The following is a talk given by Michael Warschawski at The Haifa Conference for the Right of Return (June 20-21, 2008)
Before dealing with the topic of the Palestinian refugees and the Right of Return, I would like to say a few words following the interesting remarks of my friend Omar Barghouti on the issue of “one democratic state.” In my opinion, the core of our discussions should not be about solutions and models, but values and rights. In that perspective, one has to unequivocally reject the very idea (and existence) of a Jewish state, whatever will be its borders. For a Jewish state (in the demographic sense of the concept) necessarily implies the drive for exclusion and expulsion. Any ethnic (or confessional) state considers the non-dominant ethnicity as a threat, and aspires to its disappearance through more or less violent means. As former Yugoslavia and Rwanda have tragically shown, ethnic states are always both the cause and the result of mass-expulsions and massacres, and the ethnic cleansing of Palestine in 1947-1949 is one among many examples of that historical phenomenon.

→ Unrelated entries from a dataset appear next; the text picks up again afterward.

//! Compact URI (CURIE) name-spaces.
//!
//! A name-space pairs a name with a reference template containing the
//! [`NamespaceManager::REL`] placeholder. The manager translates in both
//! directions: expanded reference to `name:arg`, and `name:arg` back to the
//! expanded reference.
//!
//! ```
//! use hal::NamespaceManager;
//!
//! let mut manager = NamespaceManager::new();
//! manager.with_namespace("ns", "http://localhost/{rel}/to");
//!
//! assert_eq!(manager.curie("http://localhost/path/to").as_deref(), Some("ns:path"));
//! assert_eq!(manager.href("ns:arg").as_deref(), Some("http://localhost/arg/to"));
//! ```

/// Ordered registry of CURIE name-spaces.
///
/// Templates are not checked for uniqueness. When more than one template
/// matches a reference, the first one registered wins.
#[derive(Debug, Clone, Default, PartialEq, Eq)]
pub struct NamespaceManager {
    /// (name, template) pairs in registration order.
    refs: Vec<(String, String)>,
}

impl NamespaceManager {
    /// Placeholder substituted by the CURIE argument.
    pub const REL: &'static str = "{rel}";

    #[must_use]
    pub fn new() -> Self {
        Self::default()
    }

    /// Register or replace a name-space.
    ///
    /// Replacing keeps the original registration position. The template should
    /// contain [`Self::REL`]; this is not checked.
    pub fn with_namespace(
        &mut self,
        name: impl Into<String>,
        reference: impl Into<String>,
    ) -> &mut Self {
        let name = name.into();
        let reference = reference.into();
        match self.refs.iter_mut().find(|(n, _)| *n == name) {
            Some((_, existing)) => *existing = reference,
            None => self.refs.push((name, reference)),
        }
        self
    }

    /// Copy of the registered (name, template) pairs, in registration order.
    #[must_use]
    pub fn namespaces(&self) -> Vec<(String, String)> {
        self.refs.clone()
    }

    /// Template registered under `name`.
    #[must_use]
    pub fn reference(&self, name: &str) -> Option<&str> {
        self.refs
            .iter()
            .find(|(n, _)| n == name)
            .map(|(_, r)| r.as_str())
    }

    /// Iterate (name, template) pairs without copying.
    pub fn iter(&self) -> impl Iterator<Item = (&str, &str)> {
        self.refs.iter().map(|(n, r)| (n.as_str(), r.as_str()))
    }

    #[inline]
    #[must_use]
    pub fn len(&self) -> usize {
        self.refs.len()
    }

    #[inline]
    #[must_use]
    pub fn is_empty(&self) -> bool {
        self.refs.is_empty()
    }

    /// Compact an expanded reference to `name:arg`.
    ///
    /// Returns `None` when no template matches.
    #[must_use]
    pub fn curie(&self, href: &str) -> Option<String> {
        self.refs.iter().find_map(|(name, reference)| {
            let (left, right) = reference.split_once(Self::REL)?;
            if href.len() < left.len() + right.len() {
                return None;
            }
            let arg = href.strip_prefix(left)?.strip_suffix(right)?;
            Some(format!("{name}:{arg}"))
        })
    }

    /// Expand a `name:arg` CURIE to its full reference.
    ///
    /// Splits at the first colon, so the argument may itself contain colons.
    /// Returns `None` if there is no colon or the name is not registered.
    #[must_use]
    pub fn href(&self, curie: &str) -> Option<String> {
        let (name, arg) = curie.split_once(':')?;
        self.reference(name)
            .map(|reference| reference.replacen(Self::REL, arg, 1))
    }
}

Our conception of democracy is based on a state of and for all its citizens (and refugees), with no discrimination based on ethnic, national or religious belonging, a state where all the cultural or national groups comprising its society are treated in an equal manner.
In the last decade, a new approach to deal with the issue of Palestinian refugees has been suggested, primarily by the Zionist Left. It is a sort of compromise based on the separation between the Right of Return and the actual return of refugees. According to this “compromise,” Israel will repent its sins of 1948 and formally recognize the Right of Return of the Refugees, and, in exchange, the Palestinians will renounce their Right of Return. What a deal!
This compromise is obviously unacceptable, including from a mere juridical point of view: the right of a refugee to return home is non-negotiable, individual and heritable, quite similar to property rights under capitalism. Neither the PLO nor the United Nations can bargain away the individual rights of the Palestinian refugees.
The immorality of a deal in which Israel will recognize a right in exchange for the renouncement by the victims to implement that right is so blatant that the US mediators have required a “symbolic implementation” (of a few thousand old people) that Israel will be able to describe as “humanitarian family reunification.”
But—and this is not less important—such a deal is not good for the Israelis either. The existence of the Palestinian refugees is the core factor in the Israeli mental disorder and neurosis of Israeli society’s collective psyche. Consciously or not, Israeli society is haunted by the ghosts of the Naqba, and the brutality—domestic violence as well as the violence directed toward its Arab surroundings—of Israeli behavior, is the result of a permanent fear. Not the fear of the Arab armies, nor the fear of the alleged Iranian nuclear armament, but the fear of the ghosts of 1948, the refugees.